If you must use inserts, you'll get much better performance if you
wrap the restore in a transaction. I think someone came up with a
clever way to do this on the command line, or you could edit the dump
file. Note that if you do this and there's any errors, the restore
will fail.
Also, greatly increasing maintenance_work_mem during a restore can
help with the index builds.
On Aug 3, 2006, at 11:05 PM, Benjamin Krajmalnik wrote:
I believe I have to use onserts due to the problem with the records
with the improper utf encoding. According to the docs this will
cause the restore to fail.
I will try it as well as a file system restore.
-----Original Message-----
From: Joshua D. Drake <jd@xxxxxxxxxxxxxxxxx>
To: Benjamin Krajmalnik <kraj@xxxxxxxxxxx>
CC: pgsql-admin@xxxxxxxxxxxxxx <pgsql-admin@xxxxxxxxxxxxxx>
Sent: Thu Aug 03 21:01:54 2006
Subject: Re: [ADMIN] File system backup question
Benjamin Krajmalnik wrote:
> I am currently running PG 8.1.4 windows.
> The system is for a real time monitoring application (so downtime
needs
> to be minimized if at all possible).
>
> I will be migratng to a new server running PG 8.1.4 on FreeBSD 6.1.

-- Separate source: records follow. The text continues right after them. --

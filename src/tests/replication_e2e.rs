//! End-to-end replication tests using in-memory snapshot services.
//!
//! Each test seeds a source and a target region, runs the coordinator once and
//! asserts on the calls each region received.

use chrono::{DateTime, Duration, TimeZone, Utc};
use rstest::rstest;

use crate::{
    client::{MemorySnapshotService, ServiceCall, ServiceError},
    config::{CopierConfig, DeleteFailurePolicy, RunConfig, RunOverrides},
    event::InvocationEvent,
    replication::{self, CopyOutcome, ReplicationError},
    snapshot::{ResourceKind, SnapshotClass, SnapshotRef},
};

const SOURCE_REGION: &str = "eu-west-1";
const TARGET_REGION: &str = "eu-central-1";
const ACCOUNT: &str = "123456789012";
const KMS_KEY: &str = "arn:aws:kms:eu-central-1:123456789012:key/abc123";

// =============================================================================
// Harness
// =============================================================================

struct Harness {
    source: MemorySnapshotService,
    target: MemorySnapshotService,
}

impl Harness {
    fn new() -> Self {
        Self {
            source: MemorySnapshotService::new(SOURCE_REGION),
            target: MemorySnapshotService::new(TARGET_REGION),
        }
    }

    fn automated(mut self, kind: ResourceKind, owner: &str, ids: &[&str]) -> Self {
        self.source = self.source.with_snapshots(
            ids.iter()
                .map(|id| SnapshotRef::new(*id, owner, kind, SnapshotClass::Automated)),
        );
        self
    }

    /// `count` manual copies of `owner` in the target region, one per day
    /// ending the day before `newest`.
    fn copies(mut self, kind: ResourceKind, owner: &str, count: i64) -> Self {
        self.target = self.target.with_snapshots((0..count).map(|i| {
            let at = newest() - Duration::days(i + 1);
            SnapshotRef::new(
                format!("copy-of-{owner}-{}", at.format("%Y-%m-%d")),
                owner,
                kind,
                SnapshotClass::Manual,
            )
            .with_created_at(at)
        }));
        self
    }

    async fn run(&self, config: &RunConfig) -> replication::RunReport {
        replication::run(config, &self.source, &self.target)
            .await
            .expect("run config is valid")
    }

    fn copied(&self) -> Vec<String> {
        self.target
            .copy_requests()
            .into_iter()
            .map(|r| r.target_identifier)
            .collect()
    }
}

fn newest() -> DateTime<Utc> {
    Utc.with_ymd_and_hms(2024, 6, 1, 6, 0, 0).unwrap()
}

fn run_config() -> RunConfig {
    RunConfig::new(SOURCE_REGION, TARGET_REGION, ACCOUNT)
        .unwrap()
        .with_encryption_key(KMS_KEY)
}

// =============================================================================
// Scenarios
// =============================================================================

#[tokio::test]
async fn test_copies_latest_and_prunes_two_oldest() {
    let harness = Harness::new()
        .automated(
            ResourceKind::Instance,
            "db-a",
            &["rds:db-a-2024-05-31", "rds:db-a-2024-06-01", "rds:db-a-2024-05-30"],
        )
        .copies(ResourceKind::Instance, "db-a", 12);

    let report = harness.run(&run_config().with_instances(["db-a"])).await;

    assert_eq!(harness.copied(), vec!["copy-of-db-a-2024-06-01"]);
    let request = &harness.target.copy_requests()[0];
    assert_eq!(
        request.source_arn,
        "arn:aws:rds:eu-west-1:123456789012:snapshot:rds:db-a-2024-06-01"
    );
    assert_eq!(request.kms_key_id, None);

    // 12 copies dated 05-20 ..= 05-31; the two oldest go, newest first
    assert_eq!(
        harness.target.deleted_identifiers(),
        vec!["copy-of-db-a-2024-05-21", "copy-of-db-a-2024-05-20"]
    );
    assert_eq!(report.deletions(), 2);
    assert!(!harness.source.has_mutations());
    assert!(report.into_result().is_ok());
}

#[tokio::test]
async fn test_resource_without_automated_snapshots_is_noop() {
    let harness = Harness::new();

    let report = harness.run(&run_config().with_instances(["db-b"])).await;

    assert!(!harness.target.has_mutations());
    assert_eq!(
        report.resources[0].copy,
        Some(CopyOutcome::NothingToCopy)
    );
    assert!(report.into_result().is_ok());
}

#[rstest]
#[case::fewer_than_keep(3, 10, 0)]
#[case::exactly_keep(10, 10, 0)]
#[case::keep_two(4, 2, 2)]
#[case::keep_none(3, 0, 3)]
#[tokio::test]
async fn test_retention_bound(#[case] existing: i64, #[case] keep: u32, #[case] deletes: usize) {
    let harness = Harness::new()
        .automated(ResourceKind::Instance, "db-a", &["rds:db-a-2024-06-01"])
        .copies(ResourceKind::Instance, "db-a", existing);

    let report = harness
        .run(
            &run_config()
                .with_instances(["db-a"])
                .with_retention_count(keep),
        )
        .await;

    assert_eq!(harness.target.deleted_identifiers().len(), deletes);
    assert_eq!(report.deletions(), deletes);
}

#[tokio::test]
async fn test_cluster_copy_and_prune_use_cluster_calls() {
    let harness = Harness::new()
        .automated(
            ResourceKind::Cluster,
            "aurora-a",
            &["rds:aurora-a-2024-06-01-04-10"],
        )
        .copies(ResourceKind::Cluster, "aurora-a", 3);

    harness
        .run(
            &run_config()
                .with_clusters(["aurora-a"])
                .with_retention_count(2),
        )
        .await;

    let request = &harness.target.copy_requests()[0];
    assert_eq!(request.resource_kind, ResourceKind::Cluster);
    assert_eq!(request.kms_key_id.as_deref(), Some(KMS_KEY));
    assert!(request.copy_tags);
    assert!(harness.target.calls().contains(&ServiceCall::Delete {
        kind: ResourceKind::Cluster,
        identifier: "copy-of-aurora-a-2024-05-29".into(),
    }));
}

#[tokio::test]
async fn test_failure_does_not_undo_earlier_resources() {
    let harness = Harness::new()
        .automated(ResourceKind::Instance, "db-a", &["rds:db-a-2024-06-01"])
        .automated(ResourceKind::Cluster, "aurora-a", &["rds:aurora-a-2024-06-01"])
        .copies(ResourceKind::Instance, "db-a", 3);
    let harness = Harness {
        target: harness.target.fail_copy(
            "copy-of-aurora-a-2024-06-01",
            ServiceError::from_code("KMSKeyNotAccessibleFault", "key disabled"),
        ),
        ..harness
    };

    let report = harness
        .run(
            &run_config()
                .with_instances(["db-a"])
                .with_clusters(["aurora-a"])
                .with_retention_count(1),
        )
        .await;

    // db-a's copy and deletions stand
    assert_eq!(
        harness.copied(),
        vec!["copy-of-db-a-2024-06-01", "copy-of-aurora-a-2024-06-01"]
    );
    assert_eq!(harness.target.deleted_identifiers().len(), 2);

    let err = report.into_result().unwrap_err();
    let failed = &err.report.resources[1];
    assert_eq!(failed.resource, "aurora-a");
    assert!(matches!(
        failed.error,
        Some(ReplicationError::CopyIssue { .. })
    ));
}

#[tokio::test]
async fn test_overlapping_run_surfaces_conflict() {
    // A concurrent run already created today's copy
    let harness = Harness::new()
        .automated(ResourceKind::Instance, "db-a", &["rds:db-a-2024-06-01"])
        .automated(ResourceKind::Instance, "db-b", &["rds:db-b-2024-06-01"]);
    let harness = Harness {
        target: harness.target.with_snapshot(SnapshotRef::new(
            "copy-of-db-a-2024-06-01",
            "db-a",
            ResourceKind::Instance,
            SnapshotClass::Manual,
        )),
        ..harness
    };

    let report = harness
        .run(&run_config().with_instances(["db-a", "db-b"]))
        .await;

    let db_a = &report.resources[0];
    assert!(db_a.error.as_ref().is_some_and(|e| e.is_copy_conflict()));
    assert!(report.resources[1].error.is_none());
    assert_eq!(
        harness.copied(),
        vec!["copy-of-db-a-2024-06-01", "copy-of-db-b-2024-06-01"]
    );
}

#[tokio::test]
async fn test_continue_policy_reports_every_failed_delete() {
    let harness = Harness::new().copies(ResourceKind::Instance, "db-a", 4);
    let harness = Harness {
        target: harness
            .target
            .fail_delete(
                "copy-of-db-a-2024-05-29",
                ServiceError::from_code("InvalidDBSnapshotState", "copying"),
            )
            .fail_delete(
                "copy-of-db-a-2024-05-28",
                ServiceError::from_code("InvalidDBSnapshotState", "copying"),
            ),
        ..harness
    };

    let report = harness
        .run(
            &run_config()
                .with_instances(["db-a"])
                .with_retention_count(1)
                .with_delete_failure_policy(DeleteFailurePolicy::Continue),
        )
        .await;

    match &report.resources[0].error {
        Some(ReplicationError::Deletion {
            failures, deleted, ..
        }) => {
            assert_eq!(failures.len(), 2);
            assert_eq!(deleted, &vec!["copy-of-db-a-2024-05-30".to_string()]);
        }
        other => panic!("expected deletion error, got {other:?}"),
    }
}

// =============================================================================
// Configuration to run
// =============================================================================

#[tokio::test]
async fn test_config_and_payload_drive_a_dry_run() {
    let config = CopierConfig::from_str(
        r#"
        [source]
        region = "eu-west-1"

        [target]
        kms_key_id = "arn:aws:kms:eu-central-1:123456789012:key/abc123"

        [resources]
        instances = ["db-a"]
        clusters = ["aurora-a"]

        [retention]
        keep = 1
    "#,
    )
    .unwrap();
    let event = InvocationEvent::from_json(
        r#"{"detail-type": "Scheduled Event", "region": "eu-central-1", "account": "123456789012"}"#,
    )
    .unwrap();
    let overrides = RunOverrides {
        dry_run: true,
        ..Default::default()
    };

    let run_config = config.resolve(&overrides, &event, None).await.unwrap();
    assert_eq!(run_config.target_region, TARGET_REGION);

    let harness = Harness::new()
        .automated(ResourceKind::Instance, "db-a", &["rds:db-a-2024-06-01"])
        .automated(ResourceKind::Cluster, "aurora-a", &["rds:aurora-a-2024-06-01"])
        .copies(ResourceKind::Instance, "db-a", 3);

    let report = harness.run(&run_config).await;

    assert!(report.dry_run);
    assert!(!harness.target.has_mutations());
    assert_eq!(report.copies(), 2);
    assert_eq!(
        report.resources[0]
            .prune
            .as_ref()
            .map(|p| p.planned.len()),
        Some(2)
    );
    assert!(report.into_result().is_ok());
}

> I have been playing with various options for migrating the data.
The
> database is currently about 8.5 GB.
> pg_dump took about 90 minutes.
> pg_restore has been running for over an hour and is abou 4% done
(based
> on row counts on the tables).
>
> I used the pg_dump option to insert records (as oposed to use the
copy
> command - I don't know which would be faster for the restore).
That is why it is taking so long.
Do not use inserts
Turn off fsync
Crank up shared buffers
make sure you have lots of checkpoint_segments.
Joshua D. Drake
>
> In any case, I was thinking about performing a file system backup.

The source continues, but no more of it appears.